Choking is an emergency situation in infants, children, or adults because it may cause airway obstruction that could lead to cardiopulmonary arrest. A large piece of meat is most often the cause of choking in adults. For children, most especially ages 1 – 3, they are very susceptible because they may put anything inside their mouths, including coins, toys, etc. that could partially or totally occlude their airways.

choking

CPR for a child

How To Know If One Is Choking

The following are the things you can do to identify the signs and symptoms of a person who is choking:

1.)    Ask the child if he or she is choking. Often, bigger children could nod their heads.

2.)    Determine speechlessness. Inability to speak, cough, and breathe are the first signs and symptoms that a child is choking.

3.)    Observe for the universal distress sign. The child may grasp his or her neck between the thumb and fingers.

4.)    Your child may become unconscious when choking occurs for a long period of time.

What to Do For Partial Airway Obstruction

If the child is conscious, still breathing, and able to cough, it indicates that his or her airway is partially occluded only. Ask the child to cough forcefully. A strong cough clears the throat from the obstruction. Encourage the child to cough persistently until the foreign object is expelled. If coughing becomes ineffective and the child begins to have respiratory difficulties, the child is managed as if there is complete airway obstruction.

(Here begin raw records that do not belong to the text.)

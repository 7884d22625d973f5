use axum::extract::{FromRequest, Request};
use axum::Json;
use serde::de::DeserializeOwned;

use crate::errors::WebError;

/// `Json<T>` whose rejections use the API error body
#[derive(Debug, Clone, Copy, Default)]
pub struct JsonBody<T>(pub T);

impl<T, S> FromRequest<S> for JsonBody<T>
where
    T: DeserializeOwned,
    S: Send + Sync,
{
    type Rejection = WebError;

    async fn from_request(request: Request, state: &S) -> Result<Self, Self::Rejection> {
        let Json(value) = Json::<T>::from_request(request, state).await?;
        Ok(JsonBody(value))
    }
}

What to Do For Complete Airway Obstruction

1.)    Heimlich Maneuver

The Heimlich maneuver is also known as subdiaphragmatic abdominal thrusts or abdominal thrusts. If the child is still conscious, stand behind the child with dominant foot forward. Wrap the child around the waist, making a fist with the dominant hand (put the thumb side against the abdomen just above the navel). The other hand should grasp the fist. Then, make quick upward thrusts until the object is expelled. Apply lesser force for a child as compared to an adult.

2.)    Finger Sweep

If the child loses consciousness, let the child slide between your legs for support. Open the mouth by grasping the tongue and lower jaw and lifting the mandible to see if the foreign body is in the mouth. If visible, use a hooking action to remove the object out of the mouth using your index finger. Be careful not to push the object deeper in the mouth.

3.)    Chest Thrusts

This technique is only used in advanced stages of pregnancy or in obese persons. It has the same technique with Heimlich maneuver except that the fist is placed in the middle of the patient’s sternum.

Reference:

Smeltzer, S., Bare B., (2008) Brunner and Suddarth’s Textbook of Medical-Surgical Nursing. NY: Lippincott-Raven Publishers.